Ecosyste.ms: Awesome

An open API service indexing awesome lists of open source software.

Awesome Lists | Featured Topics | Projects

https://github.com/princeton-nlp/mezo

[NeurIPS 2023] MeZO: Fine-Tuning Language Models with Just Forward Passes. https://arxiv.org/abs/2305.17333
https://github.com/princeton-nlp/mezo

Last synced: 30 days ago
JSON representation

[NeurIPS 2023] MeZO: Fine-Tuning Language Models with Just Forward Passes. https://arxiv.org/abs/2305.17333

Awesome Lists containing this project

README

        

# MeZO: Fine-Tuning Language Models with Just Forward Passes

This is the implementation for the paper [Fine-Tuning Language Models with Just Forward Passes](https://arxiv.org/pdf/2305.17333.pdf).
In this paper we propose a memory-efficient zeroth-order optimizer (**MeZO**),
adapting the classical zeroth-order SGD method to operate in-place, thereby fine-tuning language models (LMs) with the same memory footprint as inference.

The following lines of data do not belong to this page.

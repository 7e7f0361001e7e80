//! # storegraph-config
//!
//! Declarative scenario configuration for the storegraph analytics
//! pipeline: YAML-loadable settings with validation, environment
//! variable overrides, and the six built-in scenarios as defaults.

pub mod defaults;
pub mod loader;
pub mod settings;
pub mod validation;

pub use loader::{ConfigError, ConfigLoader};
pub use settings::{
    CompareOp, CompareRule, Config, DatasetConfig, Field, FilterRule, GateConfig, GroupColumn,
    GroupField, GrowthSpec, HighlightRule, LoggingConfig, MetricSpec, RankSpec, Reduction,
    RuleValue, ScenarioConfig, TopGroupsSpec,
};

With a single A100 80GB GPU, MeZO can train a 30-billion parameter OPT model, whereas fine-tuning with Adam can train only a 2.7B LM.
MeZO demonstrates comparable performance to fine-tuning with backpropagation across multiple tasks, with up to 12× memory reduction. MeZO is also compatible with both full-parameter and parameter-efficient tuning techniques such as LoRA and prefix tuning. We also show that MeZO can effectively optimize non-differentiable objectives (e.g., maximizing accuracy or F1).


Fig

GPU memory usage comparison between zero-shot, in-context learning (ICL), Adam fine-tuning (FT), and our proposed MeZO.


Fig

OPT-13B results with zero-shot, in-context learning (ICL), MeZO (we report the best among MeZO/MeZO (LoRA)/MeZO (prefix)), and fine-tuning with Adam (FT). MeZO demonstrates superior results over zero-shot and ICL and performs on par with FT (within 1%) on 7 out of 11 tasks, despite using only 1/12 memory.

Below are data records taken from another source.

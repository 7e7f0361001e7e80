//! Display gate: wall-clock time-of-day visibility window

use chrono::{DateTime, NaiveTime, Utc};
use chrono_tz::Tz;
use storegraph_common::{Result, StoregraphError};
use storegraph_config::GateConfig;
use tracing::debug;

/// Outcome of a gate check
#[derive(Debug, Clone, PartialEq)]
pub struct GateDecision {
    pub visible: bool,
    /// Fixed human-readable message when the chart is hidden
    pub message: Option<String>,
}

/// Decides whether a scenario's chart may be shown right now.
///
/// The window is [start, end) in the configured timezone; a window whose
/// start is after its end wraps past midnight. `force_visible` makes the
/// gate permanently open.
#[derive(Debug, Clone)]
pub struct DisplayGate {
    start: NaiveTime,
    end: NaiveTime,
    timezone: Tz,
    force_visible: bool,
}

impl DisplayGate {
    pub fn from_config(config: &GateConfig) -> Result<Self> {
        let start = NaiveTime::parse_from_str(&config.start, "%H:%M").map_err(|e| {
            StoregraphError::config_with_source(
                format!("invalid gate start '{}'", config.start),
                e,
            )
        })?;
        let end = NaiveTime::parse_from_str(&config.end, "%H:%M").map_err(|e| {
            StoregraphError::config_with_source(format!("invalid gate end '{}'", config.end), e)
        })?;
        let timezone: Tz = config.timezone.parse().map_err(|e| {
            StoregraphError::config(format!("invalid timezone '{}': {}", config.timezone, e))
        })?;

        Ok(Self {
            start,
            end,
            timezone,
            force_visible: config.force_visible,
        })
    }

    /// Gate check against the current wall clock
    pub fn decide_now(&self) -> GateDecision {
        self.decide(Utc::now())
    }

    /// Gate check against an explicit instant
    pub fn decide(&self, now: DateTime<Utc>) -> GateDecision {
        if self.force_visible {
            return GateDecision {
                visible: true,
                message: None,
            };
        }

        let local = now.with_timezone(&self.timezone).time();
        let open = if self.start <= self.end {
            local >= self.start && local < self.end
        } else {
            local >= self.start || local < self.end
        };

        debug!(%local, open, "Evaluated display gate");

        if open {
            GateDecision {
                visible: true,
                message: None,
            }
        } else {
            GateDecision {
                visible: false,
                message: Some(format!(
                    "Chart not available. Dashboard accessible only between {} and {} ({}).",
                    self.start.format("%H:%M"),
                    self.end.format("%H:%M"),
                    self.timezone
                )),
            }
        }
    }
}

## Reproduce our paper results

For reproducing RoBERTa-large experiments, please refer to the [medium_models](https://github.com/princeton-nlp/MeZO/tree/main/medium_models) folder. For autoregressive LM (OPT) experiments, please refer to the [large_models](https://github.com/princeton-nlp/MeZO/tree/main/large_models) folder. If you want to learn more about how MeZO works and how we implement it, we recommend you to read the [large_models](https://github.com/princeton-nlp/MeZO/tree/main/large_models) folder as the implementation is clearer and more extensible. If you want to explore more variants of MeZO, we recommend trying out [medium_models](https://github.com/princeton-nlp/MeZO/tree/main/medium_models) as it's faster and has more variants implemented.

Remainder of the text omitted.